Simplicity is not the same as simplification. Simplicity is richness, freedom and higher consciousness. Simplification is impoverishment, limitation and lower consciousness.
As a concept, simplicity is simple, so it might seem that achieving simplicity is an easy task. It is just the opposite, just as it is not easy to raise consciousness. The paradox of simplicity is that it is difficult to achieve, but obvious when it is achieved.
Simplicity is the culmination of a process of reflection, maturation, experimentation, trial and error. When simplicity is achieved in a problem or discipline, perfect knowledge, maximum creativity and maximum effectiveness are achieved.
Simplicity is not utopian.
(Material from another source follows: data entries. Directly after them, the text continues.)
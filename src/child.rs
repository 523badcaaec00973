use std::fmt;
use std::future::Future;
use std::sync::Arc;
use std::time::Duration;

use futures::FutureExt as _;
use futures::future::BoxFuture;

use crate::actor::Actor;
use crate::actor::spawn;
use crate::error::StartError;
use crate::exit::ExitReason;
use crate::lifecycle::Lifecycle;
use crate::link::ActorRef;
use crate::link::Link;
use crate::registry::Registry;
use crate::supervisor::Supervisor;
use crate::supervisor::SupervisorSpec;

pub const DEFAULT_SHUTDOWN: Duration = Duration::from_secs(5);

/// When a child is restarted after it exits.
#[derive(Debug, Clone, Copy, PartialEq, Eq)]
pub enum Restart {
	/// Always.
	Permanent,
	/// Only after an abnormal exit.
	Transient,
	/// Never. The child is forgotten once it exits.
	Temporary,
}

impl Restart {
	pub fn should_restart(&self, reason: &ExitReason) -> bool {
		match self {
			Restart::Permanent => true,
			Restart::Transient => reason.is_abnormal(),
			Restart::Temporary => false,
		}
	}
}

/// How a supervisor stops a child.
#[derive(Debug, Clone, Copy, PartialEq, Eq)]
pub enum Shutdown {
	/// Kill without running `terminate`.
	Brutal,
	/// Ask to stop, kill if still running after the grace period.
	Timeout(Duration),
	/// Ask to stop and wait as long as it takes.
	Infinity,
}

#[derive(Debug, Clone, Copy, PartialEq, Eq)]
pub enum ChildKind {
	Worker,
	Supervisor,
}

/// Passed to a child's start function.
pub struct StartCtx {
	pub(crate) registry: Option<Registry>,
	pub(crate) parent: Arc<Lifecycle>,
}

impl StartCtx {
	pub fn registry(&self) -> Option<&Registry> {
		self.registry.as_ref()
	}

	/// Starts an actor tied to the supervisor: if the supervisor dies
	/// without shutting it down, the actor is stopped with `Shutdown`.
	pub async fn start<A: Actor>(&self, args: A::Args) -> Result<Link<A>, StartError> {
		spawn::<A>(args, Some(&self.parent)).await
	}
}

type StartFn = Arc<dyn Fn(StartCtx) -> BoxFuture<'static, Result<ActorRef, StartError>> + Send + Sync>;

/// Describes one child of a supervisor.
#[derive(Clone)]
pub struct ChildSpec {
	pub(crate) id: String,
	start: StartFn,
	pub(crate) restart: Restart,
	pub(crate) shutdown: Shutdown,
	pub(crate) name: Option<String>,
	pub(crate) kind: ChildKind,
}

impl fmt::Debug for ChildSpec {
	fn fmt(&self, f: &mut fmt::Formatter<'_>) -> fmt::Result {
		f.debug_struct("ChildSpec")
			.field("id", &self.id)
			.field("restart", &self.restart)
			.field("shutdown", &self.shutdown)
			.field("name", &self.name)
			.field("kind", &self.kind)
			.finish()
	}
}

impl ChildSpec {
	/// A child started by `start`, which runs again on every restart.
	pub fn new<F, Fut>(id: impl Into<String>, start: F) -> Self
	where
		F: Fn(StartCtx) -> Fut + Send + Sync + 'static,
		Fut: Future<Output = Result<ActorRef, StartError>> + Send + 'static,
	{
		Self {
			id: id.into(),
			start: Arc::new(move |ctx| start(ctx).boxed()),
			restart: Restart::Permanent,
			shutdown: Shutdown::Timeout(DEFAULT_SHUTDOWN),
			name: None,
			kind: ChildKind::Worker,
		}
	}

	/// A child running actor `A` with a fresh clone of `args` each start.
	pub fn actor<A>(id: impl Into<String>, args: A::Args) -> Self
	where
		A: Actor,
		A::Args: Clone + Sync,
	{
		Self::new(id, move |ctx| {
			let args = args.clone();
			async move { ctx.start::<A>(args).await.map(ActorRef::from) }
		})
	}

	/// A nested supervisor. It shares the parent's registry unless `spec`
	/// names its own.
	pub fn supervisor(id: impl Into<String>, spec: SupervisorSpec) -> Self {
		let mut child = Self::new(id, move |ctx| {
			let mut spec = spec.clone();
			if spec.registry.is_none() {
				spec.registry = ctx.registry.clone();
				spec.owns_registry = false;
			}
			async move { ctx.start::<Supervisor>(spec).await.map(ActorRef::from) }
		});
		child.shutdown = Shutdown::Infinity;
		child.kind = ChildKind::Supervisor;
		child
	}

	pub fn restart(mut self, restart: Restart) -> Self {
		self.restart = restart;
		self
	}

	pub fn shutdown(mut self, shutdown: Shutdown) -> Self {
		self.shutdown = shutdown;
		self
	}

	/// Registers every incarnation of the child under `name` in the
	/// supervisor's registry.
	pub fn named(mut self, name: impl Into<String>) -> Self {
		self.name = Some(name.into());
		self
	}

	pub fn id(&self) -> &str {
		&self.id
	}

	pub(crate) async fn spawn(&self, ctx: StartCtx) -> Result<ActorRef, StartError> {
		(self.start)(ctx).await
	}
}

/// Stops `actor` according to `policy` and returns its exit reason.
pub(crate) async fn shutdown_child(actor: &ActorRef, policy: Shutdown) -> ExitReason {
	match policy {
		Shutdown::Brutal => {
			actor.kill();
			actor.wait_exit().await
		}
		Shutdown::Timeout(grace) => {
			actor.stop(ExitReason::Shutdown);
			match tokio::time::timeout(grace, actor.wait_exit()).await {
				Ok(reason) => reason,
				Err(_) => {
					tracing::warn!(id = %actor.id(), ?grace, "child ignored shutdown, killing");
					actor.kill();
					actor.wait_exit().await
				}
			}
		}
		Shutdown::Infinity => actor.stop_and_wait(ExitReason::Shutdown).await,
	}
}
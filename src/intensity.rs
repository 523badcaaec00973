use std::collections::VecDeque;
use std::time::Duration;

use tokio::time::Instant;

/// How many restarts a supervisor tolerates within a sliding window.
#[derive(Debug, Clone, Copy, PartialEq, Eq)]
pub struct Intensity {
	pub max_restarts: usize,
	pub window: Duration,
}

impl Default for Intensity {
	fn default() -> Self {
		Self {
			max_restarts: 3,
			window: Duration::from_secs(5),
		}
	}
}

impl Intensity {
	pub fn new(max_restarts: usize, window: Duration) -> Self {
		Self {
			max_restarts,
			window,
		}
	}
}

/// Sliding-window log of restart instants.
#[derive(Debug)]
pub(crate) struct RestartLog {
	limit: Intensity,
	stamps: VecDeque<Instant>,
}

impl RestartLog {
	pub(crate) fn new(limit: Intensity) -> Self {
		Self {
			limit,
			stamps: VecDeque::with_capacity(limit.max_restarts),
		}
	}

	pub(crate) fn limit(&self) -> Intensity {
		self.limit
	}

	/// Records a restart at `now`. Returns `false`, without recording, when
	/// the restart would exceed the limit.
	pub(crate) fn record(&mut self, now: Instant) -> bool {
		while let Some(oldest) = self.stamps.front() {
			if now.saturating_duration_since(*oldest) >= self.limit.window {
				self.stamps.pop_front();
			} else {
				break;
			}
		}

		if self.stamps.len() >= self.limit.max_restarts {
			return false;
		}

		self.stamps.push_back(now);
		true
	}
}

#[cfg(test)]
mod tests {
	use super::*;

	#[test]
	fn allows_up_to_max_within_window() {
		let mut log = RestartLog::new(Intensity::new(3, Duration::from_secs(5)));
		let t0 = Instant::now();

		assert!(log.record(t0));
		assert!(log.record(t0 + Duration::from_secs(1)));
		assert!(log.record(t0 + Duration::from_secs(2)));
		assert!(!log.record(t0 + Duration::from_secs(3)));
	}

	#[test]
	fn old_restarts_slide_out() {
		let mut log = RestartLog::new(Intensity::new(2, Duration::from_secs(5)));
		let t0 = Instant::now();

		assert!(log.record(t0));
		assert!(log.record(t0 + Duration::from_secs(1)));
		assert!(!log.record(t0 + Duration::from_secs(4)));
		// the first restart is now outside the window
		assert!(log.record(t0 + Duration::from_secs(5)));
	}

	#[test]
	fn zero_intensity_never_restarts() {
		let mut log = RestartLog::new(Intensity::new(0, Duration::from_secs(5)));
		assert!(!log.record(Instant::now()));
	}
}
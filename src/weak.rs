use std::sync::Arc;
use std::sync::Weak;
use std::time::Duration;

use crate::actor::Actor;
use crate::error::CallError;
use crate::exit::ExitReason;
use crate::link::ActorId;
use crate::link::ActorRef;
use crate::link::DynamicLink;
use crate::link::Link;
use crate::link::LinkState;

/// Non-owning handle. Does not keep the actor alive.
pub struct WeakLink<A: Actor> {
	id: ActorId,
	state: Weak<LinkState<A>>,
}

impl<A: Actor> Clone for WeakLink<A> {
	fn clone(&self) -> Self {
		Self {
			id: self.id,
			state: self.state.clone(),
		}
	}
}

impl<A: Actor> WeakLink<A> {
	pub fn id(&self) -> ActorId {
		self.id
	}

	pub fn upgrade(&self) -> Option<Link<A>> {
		self.state.upgrade().map(|state| Link { state })
	}

	pub(crate) fn as_dyn(&self) -> Weak<dyn DynamicLink> {
		self.state.clone() as Weak<dyn DynamicLink>
	}

	pub fn cast(&self, msg: A::Cast) {
		if let Some(link) = self.upgrade() {
			link.cast(msg);
		}
	}

	pub async fn call(&self, msg: A::Call, timeout: Duration) -> Result<A::Reply, CallError> {
		match self.upgrade() {
			Some(link) => link.call(msg, timeout).await,
			None => Err(CallError::NoProc),
		}
	}

	#[track_caller]
	pub fn stop(&self, reason: ExitReason) {
		if let Some(link) = self.upgrade() {
			link.stop(reason);
		}
	}
}

impl<A: Actor> Link<A> {
	pub fn downgrade(&self) -> WeakLink<A> {
		WeakLink {
			id: self.id(),
			state: Arc::downgrade(&self.state),
		}
	}
}

/// Non-owning untyped handle.
#[derive(Clone)]
pub struct WeakRef {
	id: ActorId,
	state: Weak<dyn DynamicLink>,
}

impl WeakRef {
	pub fn id(&self) -> ActorId {
		self.id
	}

	pub fn upgrade(&self) -> Option<ActorRef> {
		self.state.upgrade().map(|state| ActorRef { state })
	}

	#[track_caller]
	pub fn stop(&self, reason: ExitReason) {
		if let Some(actor) = self.upgrade() {
			actor.stop(reason);
		}
	}
}

impl ActorRef {
	pub fn downgrade(&self) -> WeakRef {
		WeakRef {
			id: self.id(),
			state: Arc::downgrade(&self.state),
		}
	}
}

impl<A: Actor> From<WeakLink<A>> for WeakRef {
	fn from(link: WeakLink<A>) -> Self {
		WeakRef {
			id: link.id,
			state: link.as_dyn(),
		}
	}
}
It can be achieved, but the road to it is not easy.
"Simplicity doesn't come quickly, and it can be a lot of work to make something simple" (Nigel Holmes).
"How complex it is to achieve simplicity" (Carlos Guyot).
"Since I don't have time to write a short letter, he writes you a long one" (Mark Twain).
When simplicity is taken to the limit, to supreme conceptual simplicity, simplicity becomes a Theory of Everything, a universal paradigm, the philosopher's stone, the key to wisdom and consciousness. Once achieved, supreme simplicity is the master key that opens all doors.
The paradox of choice
We live in an increasingly complex world, with more and more possibilities of choice (books, movies, TV channels, technologies, products, leisure, etc.). Paradoxically, although our freedom of choice is greater, these situations create confusion, anxiety, mental paralysis and greater indecision.
To get out of this situation, the best thing to do is to apply simplicity: limit the existing possibilities to only a few according to our needs, that is to say, to what is really important and essential.
Every decision implies a restriction, a renunciation, a descent from the general to the particular level. This implies a descent in the level of consciousness, because consciousness is associated with freedom, with possible alternatives. That is why the famous donkey of Buridan was unable to decide between only two possibilities (two piles of hay) and died of starvation.
Barry Schwartz is an American psychologist and author of "The Paradox of Choice: Why Mores is Less". This author's thesis is that having no choice makes us unhappy, having some choices makes us happy, but having too many choices makes us unhappy.
In problem solving, it is better to have few strategies than many. We must choose the most important strategies.
The General Problem Solver
"General Problem Solver" (GPS) is a computer program created in 1957 by Herbert Simon, Allen Newell and John Clifford Shaw to try to solve all kinds of particular problems by a general procedure. GPS was implemented in a language created for this purpose called IPL (Information Processing Language).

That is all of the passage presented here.